Table 1 Summary of the sequence assembly after Illumina sequencing.

Transcriptome profiles of the integument

The uniquely mapped reads were normalized and calculated using the reads per kilobase per million reads (RPKM) method to estimate the abundance of transcripts of each gene30. Genes with RPKMs of less than 1 were considered to be not expressed and genes with RPKMs over 60 were considered to be expressed at very high levels.
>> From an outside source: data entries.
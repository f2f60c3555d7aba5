use rephoto_image::Image;

/// Kernel for bilinear interpolation
///
/// # Arguments
///
/// * `image` - The input image container.
/// * `u` - The x coordinate of the pixel to interpolate, `0 <= u <= cols - 1`.
/// * `v` - The y coordinate of the pixel to interpolate, `0 <= v <= rows - 1`.
///
/// # Returns
///
/// The interpolated pixel values.
pub(crate) fn bilinear_interpolation<const C: usize>(
    image: &Image<f32, C>,
    u: f32,
    v: f32,
) -> [f32; C] {
    let (rows, cols) = (image.rows(), image.cols());

    let iu0 = (u.trunc() as usize).min(cols - 1);
    let iv0 = (v.trunc() as usize).min(rows - 1);

    let frac_u = u.fract();
    let frac_v = v.fract();

    let frac_uu = 1.0 - frac_u;
    let frac_vv = 1.0 - frac_v;

    let w00 = frac_uu * frac_vv;
    let w01 = frac_u * frac_vv;
    let w10 = frac_uu * frac_v;
    let w11 = frac_u * frac_v;

    let iu1 = if iu0 + 1 < cols { iu0 + 1 } else { iu0 };
    let iv1 = if iv0 + 1 < rows { iv0 + 1 } else { iv0 };

    let data = image.as_slice();
    let at = |iv: usize, iu: usize| {
        let base = (iv * cols + iu) * C;
        &data[base..base + C]
    };

    let (p00, p01) = (at(iv0, iu0), at(iv0, iu1));
    let (p10, p11) = (at(iv1, iu0), at(iv1, iu1));

    let mut pixel = [0.0; C];
    for k in 0..C {
        pixel[k] = p00[k] * w00 + p01[k] * w01 + p10[k] * w10 + p11[k] * w11;
    }

    pixel
}

#[cfg(test)]
mod tests {
    use super::*;
    use rephoto_image::{ImageError, ImageSize};

    #[test]
    fn bilinear_midpoints() -> Result<(), ImageError> {
        let image = Image::<f32, 1>::new(
            ImageSize {
                width: 2,
                height: 2,
            },
            vec![0.0, 1.0, 2.0, 3.0],
        )?;
        assert_eq!(bilinear_interpolation(&image, 0.0, 0.0), [0.0]);
        assert_eq!(bilinear_interpolation(&image, 0.5, 0.0), [0.5]);
        assert_eq!(bilinear_interpolation(&image, 0.5, 0.5), [1.5]);
        assert_eq!(bilinear_interpolation(&image, 1.0, 1.0), [3.0]);
        Ok(())
    }
}
//! Background solve -> warp -> composite pipeline.
//!
//! A single worker thread receives [`ComputeRequest`]s over a channel. Every request carries
//! the store generation it was built from; the coordinator publishes the newest submitted
//! generation through an atomic, and the worker drops any request that has been superseded
//! before it starts solving or warping.

use std::sync::{
    atomic::{AtomicU64, Ordering},
    mpsc, Arc,
};
use std::thread::JoinHandle;
use std::time::Duration;

use rephoto_geometry::{compute_transform, PointPair, SolverConfig, Transform, TransformKind};
use rephoto_image::Rgba32F;
use rephoto_imgproc::{
    composite::{composite, CompositeMode},
    warp::{warp, WarpConfig},
};

use crate::error::Error;

/// Everything the worker needs for one recompute, as immutable shared data.
#[derive(Clone, Debug)]
pub struct ComputeRequest {
    /// Store generation the pairs were taken from.
    pub generation: u64,
    /// Flattened correspondences.
    pub pairs: Arc<[PointPair]>,
    /// The reference image; its size is the warp target size.
    pub image_a: Arc<Rgba32F>,
    /// The image to warp.
    pub image_b: Arc<Rgba32F>,
    /// Transform family.
    pub kind: TransformKind,
    /// Solver tolerances.
    pub solver: SolverConfig,
    /// Resampling settings.
    pub warp: WarpConfig,
    /// Visualization to render once warped.
    pub composite: CompositeMode,
}

/// Product of one pipeline stage.
#[derive(Clone, Debug)]
pub enum ComputeStage {
    /// The fitted transform.
    Transform(Arc<Transform>),
    /// The modern image resampled into the reference frame.
    Warped(Arc<Rgba32F>),
    /// The composited visualization; the last stage of a request.
    Composited {
        /// The rendered composite.
        image: Arc<Rgba32F>,
        /// The mode it was rendered with.
        mode: CompositeMode,
    },
}

/// One message from the worker.
#[derive(Debug)]
pub struct ComputeResult {
    /// Generation of the request.
    pub generation: u64,
    /// The stage product, or the error that ended the request.
    pub outcome: Result<ComputeStage, Error>,
}

/// Run one request to completion on the current thread.
///
/// Every stage product is passed to `emit` as soon as it is ready; an error ends the request.
/// `is_current` is polled before the solve and before the warp; once it returns `false` the
/// request is abandoned and `false` is returned.
pub fn run_request(
    request: &ComputeRequest,
    is_current: impl Fn() -> bool,
    mut emit: impl FnMut(Result<ComputeStage, Error>),
) -> bool {
    if !is_current() {
        return false;
    }
    let transform = match compute_transform(&request.pairs, request.kind, &request.solver) {
        Ok(transform) => Arc::new(transform),
        Err(err) => {
            emit(Err(err.into()));
            return true;
        }
    };
    emit(Ok(ComputeStage::Transform(Arc::clone(&transform))));

    if !is_current() {
        return false;
    }
    let warped = match warp(
        &request.image_b,
        &transform,
        request.image_a.size(),
        request.warp.interpolation,
    ) {
        Ok(warped) => Arc::new(warped),
        Err(err) => {
            emit(Err(err.into()));
            return true;
        }
    };
    emit(Ok(ComputeStage::Warped(Arc::clone(&warped))));

    emit(
        composite(&request.image_a, &warped, request.composite)
            .map(|c| ComputeStage::Composited {
                image: Arc::new(c),
                mode: request.composite,
            })
            .map_err(Error::from),
    );
    true
}

fn worker_loop(
    requests: mpsc::Receiver<ComputeRequest>,
    results: mpsc::Sender<ComputeResult>,
    latest: Arc<AtomicU64>,
) {
    while let Ok(mut request) = requests.recv() {
        // only the newest queued request matters
        while let Ok(newer) = requests.try_recv() {
            log::debug!(
                "skipping generation {} superseded by {}",
                request.generation,
                newer.generation
            );
            request = newer;
        }

        let generation = request.generation;
        let is_current = || latest.load(Ordering::Acquire) <= generation;

        let start = std::time::Instant::now();
        let mut disconnected = false;
        let completed = run_request(&request, is_current, |outcome| {
            if results.send(ComputeResult { generation, outcome }).is_err() {
                disconnected = true;
            }
        });
        if disconnected {
            // the coordinator is gone
            break;
        }
        if completed {
            log::debug!("generation {generation} computed in {:?}", start.elapsed());
        } else {
            log::debug!("generation {generation} superseded, abandoned");
        }
    }
}

/// Owner of the compute worker thread.
///
/// Dropping the coordinator closes the request channel and joins the worker.
pub struct ComputeCoordinator {
    latest: Arc<AtomicU64>,
    requests: Option<mpsc::Sender<ComputeRequest>>,
    results: mpsc::Receiver<ComputeResult>,
    worker: Option<JoinHandle<()>>,
}

impl ComputeCoordinator {
    /// Start the worker thread.
    pub fn spawn() -> Result<Self, Error> {
        let latest = Arc::new(AtomicU64::new(0));
        let (request_tx, request_rx) = mpsc::channel();
        let (result_tx, result_rx) = mpsc::channel();

        let worker_latest = Arc::clone(&latest);
        let worker = std::thread::Builder::new()
            .name("rephoto-compute".to_string())
            .spawn(move || worker_loop(request_rx, result_tx, worker_latest))
            .map_err(|e| Error::Worker(format!("failed to spawn the compute worker: {e}")))?;

        Ok(Self {
            latest,
            requests: Some(request_tx),
            results: result_rx,
            worker: Some(worker),
        })
    }

    /// Publish a new generation without submitting work, superseding any queued request.
    pub fn advance(&self, generation: u64) {
        self.latest.fetch_max(generation, Ordering::AcqRel);
    }

    /// Newest generation seen by the coordinator.
    pub fn latest_generation(&self) -> u64 {
        self.latest.load(Ordering::Acquire)
    }

    /// Queue a request; older queued or running requests become stale.
    pub fn submit(&self, request: ComputeRequest) -> Result<(), Error> {
        self.advance(request.generation);
        log::debug!(
            "submitting generation {} with {} point pairs",
            request.generation,
            request.pairs.len()
        );
        self.requests
            .as_ref()
            .ok_or_else(|| Error::Worker("compute worker stopped".to_string()))?
            .send(request)
            .map_err(|_| Error::Worker("compute worker stopped".to_string()))
    }

    /// A completed result, if one is ready.
    pub fn try_recv(&self) -> Option<ComputeResult> {
        self.results.try_recv().ok()
    }

    /// Wait up to `timeout` for the next completed result.
    pub fn recv_timeout(&self, timeout: Duration) -> Option<ComputeResult> {
        self.results.recv_timeout(timeout).ok()
    }
}

impl Drop for ComputeCoordinator {
    fn drop(&mut self) {
        self.requests.take();
        if let Some(worker) = self.worker.take() {
            if worker.join().is_err() {
                log::warn!("compute worker panicked");
            }
        }
    }
}
/// An error type for the image module.
#[derive(thiserror::Error, Debug, PartialEq)]
pub enum ImageError {
    /// Error when the data length does not match the image size.
    #[error("Data length ({0}) does not match the image size ({1})")]
    InvalidChannelShape(usize, usize),

    /// Error when two images that must share a size do not.
    #[error("Image size mismatch ({0}x{1}) vs ({2}x{3})")]
    InvalidImageSize(usize, usize, usize, usize),

    /// Error when a pixel coordinate is outside the image.
    #[error("Pixel index ({0}, {1}) is out of bounds ({2}x{3})")]
    PixelIndexOutOfBounds(usize, usize, usize, usize),
}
The distributions of the expression levels of all of the genes were similar across all three silkworm strains (Additional file 7: Fig. S4). Genome wide, approximately 51% of the genes were expressed (RPKM ≥1), with more than 6% highly expressed (RPKM >60), in each strain (Table 2).

Table 2 Distribution of transcript levels in the three silkworm strains.

We analyzed the biological functions of the highly expressed genes (RPKM >60) using GO classifications. Based on results obtained using the Blast2GO program, 995, 1166 and 1059 highly expressed genes with GO terms were annotated for the Dazao, +/bd and bd/bd strains, respectively. The most highly enriched GO terms were cell, cell part, macromolecular complex, organelle, organelle part, binding, catalytic, structural molecular, biological regulation, cellular process, establishment of localization, localization, metabolic processes and pigmentation (Fig. 2). In addition, the GO terms synapse, synapse part and nutrient reservoir were present only in the +/bd strain and the term cell killing was absent in the bd/bd genotype. Among the genes that were linked to these GO terms, we identified Novel00159 (predicted: pre-mRNA-processing-splicing factor 8) as being associated with the terms synapse and synapse part and BGIBMGA002611 (Predicted: lysine-specific demethylase 6A isoform X1) was identified as a nutrient reservoir and the GO term cell killing was associated with BGIBMGA011016 (predicted: organic cation transporter protein-like).

Figure 2
figure 2

GO analysis of the highly expressed genes (RPKMs >60) that were identified in three strains.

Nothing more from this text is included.